[quote_center] “What do you think you are? . . . I don’t think there can be any more fascinating preoccupation than that. Because it’s so mysterious; it’s so elusive. Who am i?” [/quote_center]
This is perhaps one of the most fundamental questions we like to ask ourselves here at Curious Apes:
“Who am I?”
For myself, as a transhumanist who at the most fundamental level see’s himself as a system of 1’s and 0’s interpreting frequencies, I believe my definition likely differs from most. But then again, that is why this question is so fascinating, for I think most feel they have a unique definition of who they are. It is the reason we find ourselves with so many different religions, why we have christians, atheist, buddhist, new-agers, and more; why people within their own respective religions must continually congregate and reread their holy text to ask “what’s it really saying?”
We’re all trying to explore “Who we are?” by following a definition that makes the most sense to us.
This is the question of the soul in many ways. This is the question of consciousness: is it a part of the vessel and thus the result of a biological process, or, is consciousness as an incorporeal and mysterious underlying essence that exist outside the physical?
The question of “Who am I?” is what has led me to where I am today. It is the reason I find transhumanism to be my philosophy in many ways. I see myself as an accumulation of memories, of synapses firing or not ( ie: 1s or 0s, just like a computer). I see myself as processes and routines that run each day by clock cycles called time. If we can copy a snapshot of my mind, of those 1s and 0s, and store it digitally, then reawaken it inside a computer, has anything been lost? If the memories and affinities are there, then am I still me? Why not?
Mental disorders and those afflicted by brain damage are fascinating case studies for this topic. Alzheimer’s especially. In our society, an alzheimer’s sufferer maintains the same SSID, the same nationality and citizenship, and to the outside world, more or less is the “same” person. But how much does the outside world’s validation truly mean when, internally, our Alzheimer’s patient has no memories of who they once were, who they want to be, or the self that arises in the present from the combination of those two things? Is this, then, the definition of self, these two variables? Are we only ourselves if we’re living in a moment where we have two actively calculated variables: memories and desires?
[quote_center]”Are we only ourselves if we’re living in a moment where we have two actively calculated variables: memories and desires? “[/quote_center]

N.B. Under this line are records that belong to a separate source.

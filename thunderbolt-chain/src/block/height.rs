use crate::{SerializationError, ThunderboltDeserialize, ThunderboltSerialize};

#[cfg(any(test, feature = "proptest-impl"))]
use proptest_derive::Arbitrary;

/// The length of the chain back to the genesis block, which is height 0.
#[derive(
    Copy, Clone, Debug, Default, Eq, PartialEq, Ord, PartialOrd, Hash, Serialize, Deserialize,
)]
#[cfg_attr(any(test, feature = "proptest-impl"), derive(Arbitrary))]
pub struct Height(pub u64);

impl std::fmt::Display for Height {
    fn fmt(&self, f: &mut std::fmt::Formatter<'_>) -> std::fmt::Result {
        self.0.fmt(f)
    }
}

impl ThunderboltSerialize for Height {
    fn thunderbolt_serialize<W: std::io::Write>(&self, target: W) -> Result<(), std::io::Error> {
        self.0.thunderbolt_serialize(target)
    }
}

impl ThunderboltDeserialize for Height {
    fn thunderbolt_deserialize<R: std::io::Read>(reader: R) -> Result<Self, SerializationError> {
        Ok(Height(u64::thunderbolt_deserialize(reader)?))
    }
}
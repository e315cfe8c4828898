//! Common imports for tests.

pub use color_eyre::eyre::{bail, ensure, eyre, Report, Result};
pub use pretty_assertions::{assert_eq, assert_ne};
pub use tracing::{debug, error, info, instrument, span, trace, warn, Level};
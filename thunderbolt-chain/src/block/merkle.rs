//! The binary hash tree binding a block header to its transactions.

use std::{fmt, io, iter::FromIterator};

use crate::serialization::{sha256d, SerializationError, ThunderboltDeserialize, ThunderboltSerialize};
use crate::transaction;
use thunderbolt_serde_derive::TbSerialize;

#[cfg(any(test, feature = "proptest-impl"))]
use proptest_derive::Arbitrary;

/// The root of the merkle tree over a block's transaction hashes.
///
/// Levels are built by pairwise sha256d over the concatenated child
/// hashes; a level with an odd count duplicates its last hash. The root
/// of a single transaction is that transaction's hash unchanged.
#[derive(Copy, Clone, Eq, PartialEq, Hash, Serialize, Deserialize, TbSerialize)]
#[cfg_attr(any(test, feature = "proptest-impl"), derive(Arbitrary))]
pub struct Root(pub [u8; 32]);

impl fmt::Debug for Root {
    fn fmt(&self, f: &mut fmt::Formatter) -> fmt::Result {
        f.debug_tuple("merkle::Root")
            .field(&hex::encode(&self.0))
            .finish()
    }
}

impl ThunderboltDeserialize for Root {
    fn thunderbolt_deserialize<R: io::Read>(mut reader: R) -> Result<Self, SerializationError> {
        Ok(Root(<[u8; 32]>::thunderbolt_deserialize(&mut reader)?))
    }
}

fn hash_pair(left: &[u8; 32], right: &[u8; 32]) -> [u8; 32] {
    let mut data = [0u8; 64];
    data[..32].copy_from_slice(left);
    data[32..].copy_from_slice(right);
    sha256d::digest(&data)
}

impl FromIterator<transaction::Hash> for Root {
    fn from_iter<I>(hashes: I) -> Self
    where
        I: IntoIterator<Item = transaction::Hash>,
    {
        let mut level: Vec<[u8; 32]> = hashes.into_iter().map(|hash| hash.0).collect();

        if level.is_empty() {
            return Root([0u8; 32]);
        }

        while level.len() > 1 {
            if level.len() % 2 == 1 {
                let last = *level.last().expect("level is non-empty");
                level.push(last);
            }
            level = level
                .chunks(2)
                .map(|pair| hash_pair(&pair[0], &pair[1]))
                .collect();
        }

        Root(level[0])
    }
}

#[cfg(test)]
mod tests {
    use super::*;

    #[test]
    fn single_transaction_root_is_its_hash() {
        let hash = transaction::Hash([7u8; 32]);
        let root: Root = std::iter::once(hash).collect();
        assert_eq!(root.0, hash.0);
    }

    #[test]
    fn odd_level_duplicates_last_hash() {
        let a = transaction::Hash([1u8; 32]);
        let b = transaction::Hash([2u8; 32]);
        let c = transaction::Hash([3u8; 32]);

        let root: Root = vec![a, b, c].into_iter().collect();

        let ab = hash_pair(&a.0, &b.0);
        let cc = hash_pair(&c.0, &c.0);
        let expected = hash_pair(&ab, &cc);

        assert_eq!(root.0, expected);
    }
}
//! Hand-assembled byte vectors for codec tests.
//!
//! Layout reminder: all integers little-endian, containers carry a u32
//! count prefix, coinbase inputs are a zero outpoint followed by a
//! length-prefixed blob of height-then-data.

use lazy_static::lazy_static;

lazy_static! {
    /// A serialized coinbase transaction: one coinbase input for height
    /// zero, one 50-coin output locked unspendably.
    pub static ref DUMMY_COINBASE_TX: Vec<u8> = {
        let mut tx = Vec::new();
        // version = 1
        tx.extend(&1u32.to_le_bytes());
        // one input
        tx.extend(&1u32.to_le_bytes());
        // null outpoint
        tx.extend(&[0u8; 32]);
        tx.extend(&u32::MAX.to_le_bytes());
        // unlocking blob: 8-byte height, no free data
        tx.extend(&8u32.to_le_bytes());
        tx.extend(&0u64.to_le_bytes());
        // one output
        tx.extend(&1u32.to_le_bytes());
        // 50 coins
        tx.extend(&5_000_000_000u64.to_le_bytes());
        // unlockable lock, empty params
        tx.push(2u8);
        tx.extend(&0u32.to_le_bytes());
        // lock time
        tx.extend(&0u64.to_le_bytes());
        tx
    };
}

#[cfg(test)]
mod tests {
    use super::*;

    #[test]
    fn dummy_coinbase_has_expected_len() {
        // 4 + 4 + 36 + 4 + 8 + 4 + 8 + 1 + 4 + 8
        assert_eq!(DUMMY_COINBASE_TX.len(), 81);
    }
}
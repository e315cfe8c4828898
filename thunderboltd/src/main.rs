//! The Thunderbolt full-node daemon.
//!
//! Wiring only: load configuration, build each component, hand them to
//! one another through constructor arguments, and tear everything down
//! in reverse order on shutdown. There is no global state beyond the
//! configuration loaded here.

mod config;

use std::path::PathBuf;

use color_eyre::eyre::{eyre, Report};
use gumdrop::Options;
use tokio::sync::{mpsc, watch};
use tracing::{error, info};
use tracing_error::ErrorLayer;
use tracing_subscriber::{fmt, layer::SubscriberExt, util::SubscriberInitExt, EnvFilter};

use thunderbolt_chain::parameters::Network;
use thunderbolt_consensus::{chain::ChainEngine, mempool::Mempool, service};
use thunderbolt_rpc::Rpc;
use thunderbolt_state::FinalizedState;

use config::ThunderboltdConfig;

#[derive(Debug, Options)]
struct Args {
    #[options(help = "print this help message")]
    help: bool,

    #[options(help = "path to a TOML configuration file")]
    config: Option<PathBuf>,

    #[options(help = "network to join: mainnet or testnet")]
    network: Option<String>,

    #[options(help = "override the data directory")]
    data_dir: Option<PathBuf>,
}

fn main() {
    std::process::exit(run());
}

fn run() -> i32 {
    let args = Args::parse_args_default_or_exit();

    let config = match load_config(&args) {
        Ok(config) => config,
        Err(error) => {
            eprintln!("invalid configuration: {}", error);
            return 1;
        }
    };

    init_tracing(&config);

    let runtime = match tokio::runtime::Runtime::new() {
        Ok(runtime) => runtime,
        Err(error) => {
            error!(%error, "failed to start the async runtime");
            return 1;
        }
    };

    match runtime.block_on(run_node(config)) {
        Ok(()) => {
            info!("shutdown complete");
            0
        }
        Err(error) => {
            error!(%error, "fatal error");
            1
        }
    }
}

fn load_config(args: &Args) -> Result<ThunderboltdConfig, Report> {
    let mut config: ThunderboltdConfig = match &args.config {
        Some(path) => {
            let contents = std::fs::read_to_string(path)
                .map_err(|e| eyre!("cannot read {}: {}", path.display(), e))?;
            toml::from_str(&contents)?
        }
        None => ThunderboltdConfig::default(),
    };

    if let Some(network) = &args.network {
        config.network.network = match network.to_ascii_lowercase().as_str() {
            "mainnet" => Network::Mainnet,
            "testnet" => Network::Testnet,
            other => return Err(eyre!("unknown network {:?}", other)),
        };
    }
    if let Some(data_dir) = &args.data_dir {
        config.state.cache_dir = data_dir.clone();
    }

    Ok(config)
}

fn init_tracing(config: &ThunderboltdConfig) {
    let filter = config
        .tracing_filter
        .clone()
        .unwrap_or_else(|| "info".to_owned());
    let filter_layer =
        EnvFilter::try_from_default_env().unwrap_or_else(|_| EnvFilter::new(filter));

    tracing_subscriber::registry()
        .with(filter_layer)
        .with(fmt::layer())
        .with(ErrorLayer::default())
        .init();

    let _ = color_eyre::install();
}

async fn run_node(config: ThunderboltdConfig) -> Result<(), Report> {
    let network = config.network.network;
    info!(%network, "starting thunderbolt node");

    // Storage first: a state failure here is fatal before anything
    // network-visible happens.
    let state = FinalizedState::new(&config.state, network)?;
    let mempool = Mempool::new(config.min_relay_fee_per_kb);
    let engine = ChainEngine::new(state, mempool, network)?;

    // The engine moves into its actor; everyone else gets handles.
    let (chain, chain_task) = service::spawn(engine);

    let (shutdown_tx, shutdown_rx) = watch::channel(false);

    let mut net_config = config.network.clone();
    if net_config.address_book_path.is_none() {
        net_config.address_book_path = Some(
            config
                .state
                .network_dir(network)
                .join("peers")
                .join("address_book.dat"),
        );
    }
    let (peers, peer_task) =
        thunderbolt_network::init(net_config, chain.clone(), shutdown_rx).await?;

    let (stop_tx, mut stop_rx) = mpsc::channel(1);
    let rpc = Rpc::new(
        chain.clone(),
        peers.clone(),
        network,
        config.miner_payout_lock()?,
        stop_tx,
    );

    let startup = rpc.get_info().await.map_err(|e| eyre!(e.to_string()))?;
    info!(
        height = startup.height,
        best = %startup.best_block_hash,
        "node ready"
    );

    tokio::select! {
        _ = tokio::signal::ctrl_c() => info!("interrupt received"),
        _ = stop_rx.recv() => info!("stop requested"),
    }

    // Stop the network first so no new work reaches the engine, then
    // let the engine actor drain and exit.
    let _ = shutdown_tx.send(true);
    let _ = peer_task.await;

    drop(rpc);
    drop(peers);
    drop(chain);
    let _ = chain_task.await;

    Ok(())
}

The buddhist would argue these are fruitless parameters, unnecessary to self. And after a year of meditating every day, I can see the value in this position; I’ve lost myself in the pure bliss of empty nowness many times, where all I was was the breath that coursed through me. And when I opened my eyes, free of memories and desire, the world had seemed to take on a divine glow.
But I do not think it’s the utter void of desire, or the complete relinquishing of memories, that gives us the oneness with our only true-self. I think we can be our true self in both situations. I think there is the self that exist as nothing, and the self that exist as those concepts of memories and desire. Who we are can be either. For me, I strive to balance both, to be whichever allows me to be most in harmony with the present, whether that means detaching from my need to be somehow special so I can become a blank slate who can relate to anyone and see the big picture, or if that means accepting the life I want to make myself and the experiences that have led me to I am, without becoming a slave to those concepts.
Ultimately, if we want, we are all be blank slates in every moment, and thus all equal, until we add those memories and desires. So remember, in any moment, you should be able to find common ground with someone else if you’re both simply willing to kill you ego, kill your attachment to your memories and desires. Who are you never needs to be a boundary. But it can always be used to build a connection.